## ABOUT THIS TASK:
Write the records out once more, exactly as they are given.

## RECORDS FOR THE EXERCISE:
..............................
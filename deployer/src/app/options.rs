//! Command line options

use std::time::Duration;

use clap::{Parser, ValueEnum};
use secrecy::SecretString;

use crate::ecs::config::ClientConfig;
use crate::errors::DeployError;
use crate::logs::{LogLevel, LogOptions};
use crate::models::deployment::{
    DeploymentRequest, ImageOverride, VolumeOverride, DEFAULT_POLL_INTERVAL, DEFAULT_TIMEOUT,
};
use crate::models::image::with_tag;

/// Report format
#[derive(Debug, Clone, Copy, Default, PartialEq, Eq, ValueEnum)]
pub enum OutputFormat {
    #[default]
    Text,
    Json,
}

#[derive(Clone, Debug, Parser)]
#[command(name = "ecs-deploy", version, about = "Deploy new container images to an ECS service")]
pub struct Cli {
    /// Name of the ECS cluster
    #[arg(short = 'c', long, env = "ECS_DEPLOY_CLUSTER")]
    pub cluster: String,

    /// Service to deploy (either service-name or task-definition is required)
    #[arg(short = 'n', long, env = "ECS_DEPLOY_SERVICE_NAME")]
    pub service_name: Option<String>,

    /// Task definition family to deploy (either task-definition or service-name is required)
    #[arg(short = 'd', long, env = "ECS_DEPLOY_TASK_DEFINITION")]
    pub task_definition: Option<String>,

    /// Image for a container, as CONTAINER=IMAGE (repeatable); a bare IMAGE
    /// targets the only container of a single-container task definition
    #[arg(short = 'i', long = "image", value_name = "[CONTAINER=]IMAGE", required = true)]
    pub images: Vec<ImageOverride>,

    /// Take the image tag from this environment variable, replacing the tag of every --image
    #[arg(short = 'e', long, value_name = "VAR")]
    pub tag_env_var: Option<String>,

    /// Number of task instances to keep running in the service
    #[arg(short = 'D', long)]
    pub desired_count: Option<i32>,

    /// minimumHealthyPercent: lower limit on running tasks during a deployment
    #[arg(short = 'm', long = "min", value_name = "PERCENT")]
    pub minimum_healthy_percent: Option<i32>,

    /// maximumPercent: upper limit on running tasks during a deployment
    #[arg(short = 'M', long = "max", value_name = "PERCENT")]
    pub maximum_percent: Option<i32>,

    /// Seconds to wait for a task of the new revision to run
    #[arg(short = 't', long, value_name = "SECS", default_value_t = DEFAULT_TIMEOUT.as_secs())]
    pub timeout: u64,

    /// Seconds between checks while waiting (1-20)
    #[arg(long, value_name = "SECS", default_value_t = DEFAULT_POLL_INTERVAL.as_secs())]
    pub poll_interval: u64,

    /// Name of a host volume to define, referenced by container mount points
    #[arg(long, requires = "volume_source_path")]
    pub volume_name: Option<String>,

    /// Host path backing --volume-name
    #[arg(long, requires = "volume_name")]
    pub volume_source_path: Option<String>,

    /// Do not deregister the task definition revision being replaced
    #[arg(long)]
    pub keep_previous: bool,

    /// Number of revisions to keep active before deregistering the oldest
    #[arg(long, value_name = "N")]
    pub max_definitions: Option<u32>,

    /// AWS access key id (defaults to the standard AWS credential chain)
    #[arg(short = 'k', long, requires = "aws_secret_key")]
    pub aws_access_key: Option<String>,

    /// AWS secret access key
    #[arg(short = 's', long, requires = "aws_access_key")]
    pub aws_secret_key: Option<String>,

    /// AWS region
    #[arg(short = 'r', long)]
    pub region: Option<String>,

    /// AWS profile from the shared config files
    #[arg(short = 'p', long)]
    pub profile: Option<String>,

    /// Override the ECS endpoint URL
    #[arg(long)]
    pub endpoint_url: Option<String>,

    /// Verbose output (-v info, -vv debug, -vvv trace)
    #[arg(short = 'v', long, action = clap::ArgAction::Count)]
    pub verbose: u8,

    /// Explicit log level, overrides -v
    #[arg(long, env = "ECS_DEPLOY_LOG_LEVEL")]
    pub log_level: Option<LogLevel>,

    /// Emit logs as JSON
    #[arg(long)]
    pub json_logs: bool,

    /// Format of the final report on stdout
    #[arg(short = 'o', long, value_enum, default_value_t = OutputFormat::Text)]
    pub output: OutputFormat,
}

impl Cli {
    /// Build the validated deployment request.
    ///
    /// `env` looks up environment variables (for `--tag-env-var`).
    pub fn deployment_request<E>(&self, env: E) -> Result<DeploymentRequest, DeployError>
    where
        E: Fn(&str) -> Option<String>,
    {
        let images = match &self.tag_env_var {
            Some(var) => {
                let tag = env(var).filter(|t| !t.is_empty()).ok_or_else(|| {
                    DeployError::ConfigError(format!(
                        "Environment variable {} is not set or empty",
                        var
                    ))
                })?;
                self.images
                    .iter()
                    .map(|o| ImageOverride {
                        container: o.container.clone(),
                        image: with_tag(&o.image, &tag),
                    })
                    .collect()
            }
            None => self.images.clone(),
        };

        let volume = match (&self.volume_name, &self.volume_source_path) {
            (Some(name), Some(source_path)) => Some(VolumeOverride {
                name: name.clone(),
                source_path: source_path.clone(),
            }),
            _ => None,
        };

        let mut builder = DeploymentRequest::builder(self.cluster.clone())
            .image_overrides(images)
            .desired_count(self.desired_count)
            .minimum_healthy_percent(self.minimum_healthy_percent)
            .maximum_percent(self.maximum_percent)
            .volume(volume)
            .timeout(Duration::from_secs(self.timeout))
            .poll_interval(Duration::from_secs(self.poll_interval))
            .deregister_previous(!self.keep_previous)
            .max_definitions(self.max_definitions);

        if let Some(service_name) = &self.service_name {
            builder = builder.service_name(service_name.clone());
        }
        if let Some(task_definition) = &self.task_definition {
            builder = builder.task_definition(task_definition.clone());
        }

        builder.build()
    }

    /// Control plane client configuration
    pub fn client_config(&self) -> ClientConfig {
        ClientConfig {
            region: self.region.clone(),
            profile: self.profile.clone(),
            access_key_id: self.aws_access_key.clone(),
            secret_access_key: self.aws_secret_key.clone().map(SecretString::from),
            endpoint_url: self.endpoint_url.clone(),
        }
    }

    /// Logging options
    pub fn log_options(&self) -> LogOptions {
        LogOptions {
            log_level: self
                .log_level
                .unwrap_or_else(|| LogLevel::from_verbosity(self.verbose)),
            json_format: self.json_logs,
        }
    }
}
..............................
## OUTPUT FOR THIS TASK:
filename deployer/src/app/options.rs
//! Command line options

use std::time::Duration;

use clap::{Parser, ValueEnum};
use secrecy::SecretString;

use crate::ecs::config::ClientConfig;
use crate::errors::DeployError;
use crate::logs::{LogLevel, LogOptions};
use crate::models::deployment::{
    DeploymentRequest, ImageOverride, VolumeOverride, DEFAULT_POLL_INTERVAL, DEFAULT_TIMEOUT,
};
use crate::models::image::with_tag;

/// Report format
#[derive(Debug, Clone, Copy, Default, PartialEq, Eq, ValueEnum)]
pub enum OutputFormat {
    #[default]
    Text,
    Json,
}

#[derive(Clone, Debug, Parser)]
#[command(name = "ecs-deploy", version, about = "Deploy new container images to an ECS service")]
pub struct Cli {
    /// Name of the ECS cluster
    #[arg(short = 'c', long, env = "ECS_DEPLOY_CLUSTER")]
    pub cluster: String,

    /// Service to deploy (either service-name or task-definition is required)
    #[arg(short = 'n', long, env = "ECS_DEPLOY_SERVICE_NAME")]
    pub service_name: Option<String>,

    /// Task definition family to deploy (either task-definition or service-name is required)
    #[arg(short = 'd', long, env = "ECS_DEPLOY_TASK_DEFINITION")]
    pub task_definition: Option<String>,

    /// Image for a container, as CONTAINER=IMAGE (repeatable); a bare IMAGE
    /// targets the only container of a single-container task definition
    #[arg(short = 'i', long = "image", value_name = "[CONTAINER=]IMAGE", required = true)]
    pub images: Vec<ImageOverride>,

    /// Take the image tag from this environment variable, replacing the tag of every --image
    #[arg(short = 'e', long, value_name = "VAR")]
    pub tag_env_var: Option<String>,

    /// Number of task instances to keep running in the service
    #[arg(short = 'D', long)]
    pub desired_count: Option<i32>,

    /// minimumHealthyPercent: lower limit on running tasks during a deployment
    #[arg(short = 'm', long = "min", value_name = "PERCENT")]
    pub minimum_healthy_percent: Option<i32>,

    /// maximumPercent: upper limit on running tasks during a deployment
    #[arg(short = 'M', long = "max", value_name = "PERCENT")]
    pub maximum_percent: Option<i32>,

    /// Seconds to wait for a task of the new revision to run
    #[arg(short = 't', long, value_name = "SECS", default_value_t = DEFAULT_TIMEOUT.as_secs())]
    pub timeout: u64,

    /// Seconds between checks while waiting (1-20)
    #[arg(long, value_name = "SECS", default_value_t = DEFAULT_POLL_INTERVAL.as_secs())]
    pub poll_interval: u64,

    /// Name of a host volume to define, referenced by container mount points
    #[arg(long, requires = "volume_source_path")]
    pub volume_name: Option<String>,

    /// Host path backing --volume-name
    #[arg(long, requires = "volume_name")]
    pub volume_source_path: Option<String>,

    /// Do not deregister the task definition revision being replaced
    #[arg(long)]
    pub keep_previous: bool,

    /// Number of revisions to keep active before deregistering the oldest
    #[arg(long, value_name = "N")]
    pub max_definitions: Option<u32>,

    /// AWS access key id (defaults to the standard AWS credential chain)
    #[arg(short = 'k', long, requires = "aws_secret_key")]
    pub aws_access_key: Option<String>,

    /// AWS secret access key
    #[arg(short = 's', long, requires = "aws_access_key")]
    pub aws_secret_key: Option<String>,

    /// AWS region
    #[arg(short = 'r', long)]
    pub region: Option<String>,

    /// AWS profile from the shared config files
    #[arg(short = 'p', long)]
    pub profile: Option<String>,

    /// Override the ECS endpoint URL
    #[arg(long)]
    pub endpoint_url: Option<String>,

    /// Verbose output (-v info, -vv debug, -vvv trace)
    #[arg(short = 'v', long, action = clap::ArgAction::Count)]
    pub verbose: u8,

    /// Explicit log level, overrides -v
    #[arg(long, env = "ECS_DEPLOY_LOG_LEVEL")]
    pub log_level: Option<LogLevel>,

    /// Emit logs as JSON
    #[arg(long)]
    pub json_logs: bool,

    /// Format of the final report on stdout
    #[arg(short = 'o', long, value_enum, default_value_t = OutputFormat::Text)]
    pub output: OutputFormat,
}

impl Cli {
    /// Build the validated deployment request.
    ///
    /// `env` looks up environment variables (for `--tag-env-var`).
    pub fn deployment_request<E>(&self, env: E) -> Result<DeploymentRequest, DeployError>
    where
        E: Fn(&str) -> Option<String>,
    {
        let images = match &self.tag_env_var {
            Some(var) => {
                let tag = env(var).filter(|t| !t.is_empty()).ok_or_else(|| {
                    DeployError::ConfigError(format!(
                        "Environment variable {} is not set or empty",
                        var
                    ))
                })?;
                self.images
                    .iter()
                    .map(|o| ImageOverride {
                        container: o.container.clone(),
                        image: with_tag(&o.image, &tag),
                    })
                    .collect()
            }
            None => self.images.clone(),
        };

        let volume = match (&self.volume_name, &self.volume_source_path) {
            (Some(name), Some(source_path)) => Some(VolumeOverride {
                name: name.clone(),
                source_path: source_path.clone(),
            }),
            _ => None,
        };

        let mut builder = DeploymentRequest::builder(self.cluster.clone())
            .image_overrides(images)
            .desired_count(self.desired_count)
            .minimum_healthy_percent(self.minimum_healthy_percent)
            .maximum_percent(self.maximum_percent)
            .volume(volume)
            .timeout(Duration::from_secs(self.timeout))
            .poll_interval(Duration::from_secs(self.poll_interval))
            .deregister_previous(!self.keep_previous)
            .max_definitions(self.max_definitions);

        if let Some(service_name) = &self.service_name {
            builder = builder.service_name(service_name.clone());
        }
        if let Some(task_definition) = &self.task_definition {
            builder = builder.task_definition(task_definition.clone());
        }

        builder.build()
    }

    /// Control plane client configuration
    pub fn client_config(&self) -> ClientConfig {
        ClientConfig {
            region: self.region.clone(),
            profile: self.profile.clone(),
            access_key_id: self.aws_access_key.clone(),
            secret_access_key: self.aws_secret_key.clone().map(SecretString::from),
            endpoint_url: self.endpoint_url.clone(),
        }
    }

    /// Logging options
    pub fn log_options(&self) -> LogOptions {
        LogOptions {
            log_level: self
                .log_level
                .unwrap_or_else(|| LogLevel::from_verbosity(self.verbose)),
            json_format: self.json_logs,
        }
    }
}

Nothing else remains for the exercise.